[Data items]
-- Opening Marker --
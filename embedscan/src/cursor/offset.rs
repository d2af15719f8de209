use std::sync::Arc;

use async_trait::async_trait;
use tracing::debug;

use super::{Page, PaginationCursor, short_page};
use crate::backend::{OffsetScan, ScanStrategy};
use crate::error::Result;

/// Resume point of an [`OffsetCursor`].
#[derive(Debug, Clone, Copy, Default, PartialEq, Eq)]
pub struct OffsetState {
    pub offset: u64,
}

/// Pages through a backend by numeric row offset.
///
/// Stops on the first page shorter than the page size.
pub struct OffsetCursor {
    scan: Arc<dyn OffsetScan>,
    collection: String,
    page_size: usize,
}

impl OffsetCursor {
    pub fn new(scan: Arc<dyn OffsetScan>, collection: impl Into<String>, page_size: usize) -> Self {
        Self { scan, collection: collection.into(), page_size }
    }
}

#[async_trait]
impl PaginationCursor for OffsetCursor {
    type State = OffsetState;

    fn strategy(&self) -> ScanStrategy {
        ScanStrategy::Offset
    }

    fn initial_state(&self) -> OffsetState {
        OffsetState::default()
    }

    async fn fetch(&self, state: &OffsetState) -> Result<Page<OffsetState>> {
        let records = self.scan.fetch_offset(&self.collection, state.offset, self.page_size).await?;
        debug!(
            collection = %self.collection,
            offset = state.offset,
            records = records.len(),
            "fetched offset page"
        );

        let termination = short_page(records.len(), self.page_size);
        let next_state = OffsetState { offset: state.offset + self.page_size as u64 };
        Ok(Page { records, next_state, termination })
    }
}

#[cfg(test)]
mod tests {
    use super::*;
    use crate::cursor::Termination;
    use crate::inmemory::InMemorySegmentStore;
    use crate::metadata::{Metadata, SegmentRecord, fields};

    async fn store_with(count: usize) -> Arc<InMemorySegmentStore> {
        let store = InMemorySegmentStore::new();
        let records = (0..count)
            .map(|i| {
                SegmentRecord::new(
                    format!("seg-{i}"),
                    Metadata::new().with(fields::SOURCE_ID, "doc").with(fields::INDEX, i as i64),
                )
            })
            .collect::<Vec<_>>();
        store.insert("docs", records).await;
        Arc::new(store)
    }

    #[tokio::test]
    async fn advances_by_page_size_until_short_page() {
        let cursor = OffsetCursor::new(store_with(5).await, "docs", 2);

        let first = cursor.fetch(&cursor.initial_state()).await.unwrap();
        assert_eq!(first.records.len(), 2);
        assert_eq!(first.next_state.offset, 2);
        assert!(!first.exhausted());

        let second = cursor.fetch(&first.next_state).await.unwrap();
        let third = cursor.fetch(&second.next_state).await.unwrap();
        assert_eq!(third.records.len(), 1);
        assert_eq!(third.termination, Some(Termination::Exhausted));
    }

    #[tokio::test]
    async fn exact_multiple_needs_one_empty_page() {
        let cursor = OffsetCursor::new(store_with(4).await, "docs", 2);

        let mut state = cursor.initial_state();
        let mut fetches = 0;
        loop {
            let page = cursor.fetch(&state).await.unwrap();
            fetches += 1;
            if page.exhausted() {
                assert!(page.records.is_empty());
                break;
            }
            state = page.next_state;
        }
        assert_eq!(fetches, 3);
    }
}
-- Closing Marker --
▸ **YOUR GOAL**
Could you transcribe the entries exactly, from the first line through the line containing "pub struct OffsetState", and give nothing more?

▸ **ANSWER**
filename embedscan/src/cursor/offset.rs
repository d2af15719f8de209
use std::sync::Arc;

use async_trait::async_trait;
use tracing::debug;

use super::{Page, PaginationCursor, short_page};
use crate::backend::{OffsetScan, ScanStrategy};
use crate::error::Result;

/// Resume point of an [`OffsetCursor`].
#[derive(Debug, Clone, Copy, Default, PartialEq, Eq)]
pub struct OffsetState {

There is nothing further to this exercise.